Ce ballotage constitue donc déjà un revers pour M. Erdogan, qui a su développer son pays et le tirer vers la prospérité avant une dérive autocratique. Et un encouragement pour la vision laïque et pro-démocratie de Kemal Kiliçdaroglu, à la tête du CHP, le parti de Mustafa Kemal Atatürk, fondateur de la Turquie moderne.

«Pour le dire simplement, on veut la révolution française : ‘Egalité, liberté, fraternité’, parce que ces 20 dernières années, tout ça a disparu», estimait ainsi dans un quartier huppé d’Istanbul Ulvi Aminci, 58 ans, jean bleu et tatouage sur la main.

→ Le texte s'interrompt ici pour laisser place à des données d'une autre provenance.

use crate::command::ExitCode;
use std::borrow::Cow;
use std::ffi::OsStr;
use std::fmt;
use std::io;
use std::path::{Path, PathBuf};
use std::process::{Command, ExitStatus};
use tracing::{debug, trace};

#[cfg(unix)]
const ENOEXEC: i32 = 8;

/// Search path used when the interpreter has no `PATH` in its environment.
pub const DEFAULT_SEARCH_PATH: &str = "/bin:/usr/bin";

/// How a launched child reached its terminal state.
#[derive(Debug, Clone, Copy, PartialEq, Eq)]
pub enum Termination {
    /// The program exited normally with this code.
    Exited(ExitCode),
    /// The program was killed by this signal.
    Signaled(i32),
}

impl Termination {
    fn from_status(status: ExitStatus) -> Self {
        match status.code() {
            Some(code) => Termination::Exited(code),
            None => Termination::Signaled(terminating_signal(status)),
        }
    }
}

#[cfg(unix)]
fn terminating_signal(status: ExitStatus) -> i32 {
    use std::os::unix::process::ExitStatusExt;
    status.signal().unwrap_or(-1)
}

#[cfg(not(unix))]
fn terminating_signal(_status: ExitStatus) -> i32 {
    -1
}

/// Reasons a launch ended without the program running to completion.
#[derive(Debug)]
pub enum LaunchError {
    /// The program name did not resolve to an executable; no child was created.
    NotFound(String),
    /// The child could not be created at all, e.g. on resource exhaustion.
    Spawn { program: String, source: io::Error },
    /// The child was created but the program image could not be loaded into it.
    Exec { program: String, source: io::Error },
    /// The argument vector cannot be handed to the OS, e.g. it contains a NUL byte.
    InvalidArgument { program: String, source: io::Error },
    /// Waiting for the child failed.
    Wait { program: String, source: io::Error },
}

impl fmt::Display for LaunchError {
    fn fmt(&self, f: &mut fmt::Formatter<'_>) -> fmt::Result {
        match self {
            LaunchError::NotFound(program) => write!(f, "{}: command not found", program),
            LaunchError::Spawn { program, source } => {
                write!(f, "{}: failed to create process: {}", program, source)
            }
            LaunchError::Exec { program, source } => write!(f, "{}: {}", program, source),
            LaunchError::InvalidArgument { program, source } => {
                write!(f, "{}: invalid argument: {}", program, source)
            }
            LaunchError::Wait { program, source } => {
                write!(f, "{}: failed to wait for process: {}", program, source)
            }
        }
    }
}

impl std::error::Error for LaunchError {
    fn source(&self) -> Option<&(dyn std::error::Error + 'static)> {
        match self {
            LaunchError::NotFound(_) => None,
            LaunchError::Spawn { source, .. }
            | LaunchError::Exec { source, .. }
            | LaunchError::InvalidArgument { source, .. }
            | LaunchError::Wait { source, .. } => Some(source),
        }
    }
}

/// Sorts a `spawn` failure by whose fault it is: the arguments, the program
/// image, or process creation itself.
fn classify_spawn_error(program: &str, source: io::Error) -> LaunchError {
    let program = program.to_string();
    #[cfg(unix)]
    {
        if source.raw_os_error() == Some(ENOEXEC) {
            return LaunchError::Exec { program, source };
        }
    }
    match source.kind() {
        io::ErrorKind::InvalidInput => LaunchError::InvalidArgument { program, source },
        io::ErrorKind::NotFound | io::ErrorKind::PermissionDenied => {
            LaunchError::Exec { program, source }
        }
        _ => LaunchError::Spawn { program, source },
    }
}

/// Launch `argv[0]` with `argv` as its argument vector and block until it terminates.
///
/// `search_paths` is the `PATH`-style list used to resolve a bare program name;
/// `None` falls back to [`DEFAULT_SEARCH_PATH`]. The child inherits stdio, the
/// environment and the working directory. The wait only returns once the child
/// has exited or was killed by a signal; a stopped child keeps the caller blocked.
pub fn launch(argv: &[&str], search_paths: Option<&OsStr>) -> Result<Termination, LaunchError> {
    let Some((&program, args)) = argv.split_first() else {
        return Err(LaunchError::NotFound(String::new()));
    };

    let search_paths = search_paths.unwrap_or(OsStr::new(DEFAULT_SEARCH_PATH));
    let executable = find_command_path(search_paths, Path::new(program))
        .ok_or_else(|| LaunchError::NotFound(program.to_string()))?;
    trace!(program, executable = %executable.display(), "resolved program");

    let mut command = Command::new(&*executable);
    command.args(args);
    #[cfg(unix)]
    {
        use std::os::unix::process::CommandExt;
        command.arg0(program);
    }

    let mut child = command
        .spawn()
        .map_err(|source| classify_spawn_error(program, source))?;
    debug!(program, pid = child.id(), "spawned child");

    // Child::wait does not ask to be told about stopped children, so it only
    // returns on exit or signal death.
    let status = child.wait().map_err(|source| LaunchError::Wait {
        program: program.to_string(),
        source,
    })?;

    let termination = Termination::from_status(status);
    debug!(program, ?termination, "child terminated");
    Ok(termination)
}

/// Resolve a command path the way `execvp` would.
///
/// Behavior:
/// - Empty name: returns `None`.
/// - Name containing a path separator anywhere (`/bin/sh`, `./foo`, `bin/sh`,
///   `sh/`): used as-is if it is an executable file.
/// - Bare name: each directory in `search_paths` is tried in order and the first
///   executable file wins. An empty entry stands for the current directory and
///   resolves to `./name`, so the result never triggers a second search.
///
/// Returns either a borrowed reference to the provided `path` or an owned `PathBuf`
/// when the result is discovered via the search path.
pub fn find_command_path<'a>(search_paths: &OsStr, path: &'a Path) -> Option<Cow<'a, Path>> {
    if path.as_os_str().is_empty() {
        return None;
    }

    // Path::components drops a trailing separator, so look at the raw bytes.
    let has_separator = path
        .as_os_str()
        .as_encoded_bytes()
        .iter()
        .any(|&b| std::path::is_separator(b as char));
    if has_separator {
        find_by_path(path).map(Cow::Borrowed)
    } else {
        find_in_path(search_paths, path.as_os_str()).map(Cow::Owned)
    }
}

fn find_in_path(search_paths: &OsStr, cmd: &OsStr) -> Option<PathBuf> {
    std::env::split_paths(search_paths)
        .map(|dir| {
            if dir.as_os_str().is_empty() {
                Path::new(".").join(cmd)
            } else {
                dir.join(cmd)
            }
        })
        .find(|candidate| is_executable(candidate))
}

fn find_by_path(path: &Path) -> Option<&Path> {
    if is_executable(path) { Some(path) } else { None }
}

#[cfg(unix)]
fn is_executable(path: &Path) -> bool {
    use std::os::unix::fs::PermissionsExt;
    match path.metadata() {
        Ok(meta) => meta.is_file() && meta.permissions().mode() & 0o111 != 0,
        Err(_) => false,
    }
}

#[cfg(not(unix))]
fn is_executable(path: &Path) -> bool {
    path.is_file()
}

#[cfg(test)]
mod tests {
    use super::*;
    use crate::test_support::{lock_current_dir, make_unique_temp_dir};
    use std::fs;
    use std::fs::File;

    fn osstr(s: &str) -> &OsStr {
        OsStr::new(s)
    }

    #[cfg(unix)]
    fn make_executable(path: &Path, body: &str) {
        use std::os::unix::fs::PermissionsExt;
        fs::write(path, body).expect("write script");
        fs::set_permissions(path, fs::Permissions::from_mode(0o755)).expect("chmod");
    }

    #[test]
    #[cfg(unix)]
    fn absolute_existing() {
        let path = Path::new("/bin/sh");
        let found = find_command_path(osstr("/nowhere"), path).expect("absolute /bin/sh");
        assert_eq!(found.as_ref(), path);
    }

    #[test]
    #[cfg(unix)]
    fn absolute_nonexisting() {
        let res = find_command_path(osstr("/bin"), Path::new("/bin/nonexisting"));
        assert!(res.is_none());
    }

    #[test]
    #[cfg(unix)]
    fn single_component_found_in_path() {
        let found = find_command_path(osstr("/nowhere:/bin"), Path::new("sh"))
            .expect("Expected to find 'sh' in /bin via PATH search");
        assert_eq!(found.as_ref(), Path::new("/bin/sh"));
    }

    #[test]
    fn single_component_not_found_in_path() {
        let res = find_command_path(osstr("/bin"), Path::new("nonexisting-program-xyz"));
        assert!(res.is_none());
    }

    #[test]
    fn empty_path_is_none() {
        assert!(find_command_path(osstr("/bin"), Path::new("")).is_none());
    }

    #[test]
    #[cfg(unix)]
    fn non_executable_files_are_skipped() {
        let first = make_unique_temp_dir("path_a").unwrap();
        let second = make_unique_temp_dir("path_b").unwrap();
        File::create(first.join("tool")).unwrap();
        make_executable(&second.join("tool"), "#!/bin/sh\n");

        let joined = std::env::join_paths([&first, &second]).unwrap();
        let found = find_command_path(&joined, Path::new("tool")).map(|p| p.into_owned());

        let _ = fs::remove_dir_all(&first);
        let _ = fs::remove_dir_all(&second);
        assert_eq!(found, Some(second.join("tool")));
    }

    #[test]
    #[cfg(unix)]
    fn directories_are_not_executables() {
        let dir = make_unique_temp_dir("dir_entry").unwrap();
        fs::create_dir(dir.join("sub")).unwrap();
        let found = find_command_path(dir.as_os_str(), Path::new("sub"));
        let _ = fs::remove_dir_all(&dir);
        assert!(found.is_none());
    }

    #[test]
    #[cfg(unix)]
    fn launch_reports_exit_code() {
        let res = launch(&["sh", "-c", "exit 3"], Some(osstr("/bin:/usr/bin")));
        assert_eq!(res.unwrap(), Termination::Exited(3));
    }

    #[test]
    #[cfg(unix)]
    fn launch_passes_full_argument_vector() {
        // $0 is argv[0] as typed, $1 and $2 the remaining tokens.
        let script = r#"test "$0" = sh && test "$1" = a && test "$2" = b && test $# -eq 2"#;
        let res = launch(&["sh", "-c", script, "sh", "a", "b"], Some(osstr("/bin:/usr/bin")));
        assert_eq!(res.unwrap(), Termination::Exited(0));
    }

    #[test]
    #[cfg(unix)]
    fn launch_resolves_through_search_path() {
        let dir = make_unique_temp_dir("search").unwrap();
        make_executable(&dir.join("exit6"), "#!/bin/sh\nexit 6\n");

        let res = launch(&["exit6"], Some(dir.as_os_str()));
        let _ = fs::remove_dir_all(&dir);
        assert_eq!(res.unwrap(), Termination::Exited(6));
    }

    #[test]
    #[cfg(target_os = "linux")]
    fn launch_keeps_argv0_as_typed() {
        // "sh" resolves to a full path; the first cmdline entry must still be "sh".
        // A #! script cannot check this, the kernel rewrites its $0.
        let script = r#"test "$(tr '\0' '\n' < /proc/$$/cmdline | head -n 1)" = sh"#;
        let res = launch(&["sh", "-c", script], Some(osstr("/bin:/usr/bin")));
        assert_eq!(res.unwrap(), Termination::Exited(0));
    }

    #[test]
    #[cfg(unix)]
    fn trailing_separator_is_not_a_bare_name() {
        assert!(find_command_path(osstr("/bin:/usr/bin"), Path::new("sh/")).is_none());

        let res = launch(&["sh/", "-c", "exit 5"], Some(osstr("/bin:/usr/bin")));
        assert!(matches!(res, Err(LaunchError::NotFound(ref p)) if p == "sh/"), "{:?}", res);
    }

    #[test]
    #[cfg(unix)]
    fn empty_search_entry_means_current_dir() {
        let _lock = lock_current_dir();
        let orig = std::env::current_dir().unwrap();
        let dir = make_unique_temp_dir("cwd_entry").unwrap();
        make_executable(&dir.join("local-prog-xyz"), "#!/bin/sh\nexit 4\n");

        std::env::set_current_dir(&dir).expect("set cwd");
        let found = find_command_path(osstr(":/bin"), Path::new("local-prog-xyz"))
            .map(|p| p.into_owned());
        let res = launch(&["local-prog-xyz"], Some(osstr(":/bin")));
        std::env::set_current_dir(&orig).expect("failed to restore cwd");
        let _ = fs::remove_dir_all(&dir);

        assert_eq!(found, Some(PathBuf::from("./local-prog-xyz")));
        assert_eq!(res.unwrap(), Termination::Exited(4));
    }

    #[test]
    #[cfg(unix)]
    fn nul_byte_in_argument_is_invalid_argument() {
        let res = launch(&["sh", "-c", "exit 0\0oops"], Some(osstr("/bin:/usr/bin")));
        let err = res.unwrap_err();
        assert!(matches!(err, LaunchError::InvalidArgument { .. }), "{:?}", err);
        assert!(err.to_string().starts_with("sh: invalid argument: "), "{}", err);
    }

    #[test]
    #[cfg(unix)]
    fn launch_reports_signal_death() {
        let res = launch(&["sh", "-c", "kill -9 $$"], Some(osstr("/bin:/usr/bin")));
        assert_eq!(res.unwrap(), Termination::Signaled(9));
    }

    #[test]
    #[cfg(unix)]
    fn launch_waits_through_stop_and_continue() {
        // The child stops itself; a background helper resumes it. The wait must
        // not return on the stop.
        let script = "(sleep 1; kill -CONT $$) & kill -STOP $$; exit 7";
        let res = launch(&["sh", "-c", script], Some(osstr("/bin:/usr/bin")));
        assert_eq!(res.unwrap(), Termination::Exited(7));
    }

    #[test]
    fn launch_unknown_program_is_not_found() {
        let err = launch(&["nonexisting-program-xyz", "a"], Some(osstr("/bin"))).unwrap_err();
        assert!(matches!(err, LaunchError::NotFound(ref p) if p == "nonexisting-program-xyz"));
        assert_eq!(err.to_string(), "nonexisting-program-xyz: command not found");
    }

    #[test]
    #[cfg(unix)]
    fn launch_missing_interpreter_is_exec_failure() {
        let dir = make_unique_temp_dir("noexec").unwrap();
        let script = dir.join("orphan");
        make_executable(&script, "#!/nonexistent/interpreter-xyz\n");

        let program = script.to_string_lossy().to_string();
        let res = launch(&[program.as_str()], None);
        let _ = fs::remove_dir_all(&dir);
        assert!(matches!(res, Err(LaunchError::Exec { .. })), "{:?}", res);
    }

    #[test]
    fn launch_empty_argv_is_not_found() {
        assert!(matches!(launch(&[], None), Err(LaunchError::NotFound(_))));
    }
}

«Je dis ‘continuez’ avec Erdogan», implorait au contraire Nurcan Soyer, foulard sur la tête, devant le bureau de vote d’Erdogan sur la rive asiatique. Dans la ville meurtrie d’Antakya, l’ancienne Antioche (sud) ruinée par le séisme de février, Mehmet Topaloglu, arrivé parmi les premiers, réclamait «du changement: ça suffit».

Kemal Kiliçdaroglu emmenait un front uni de six partis de la droite nationaliste au centre gauche libéral censée lui garantir la victoire, avec le soutien du parti prokurde HDP, troisième force politique du pays.

Recep Erdogan se présentait en revanche devant un pays usé par une crise économique, avec une monnaie dévaluée de moitié en deux ans et une inflation qui a dépassé les 85% à l’automne. Malgré tout, «le peuple a choisi la stabilité et la sécurité lors de cette élection présidentielle», a-t-il affirmé.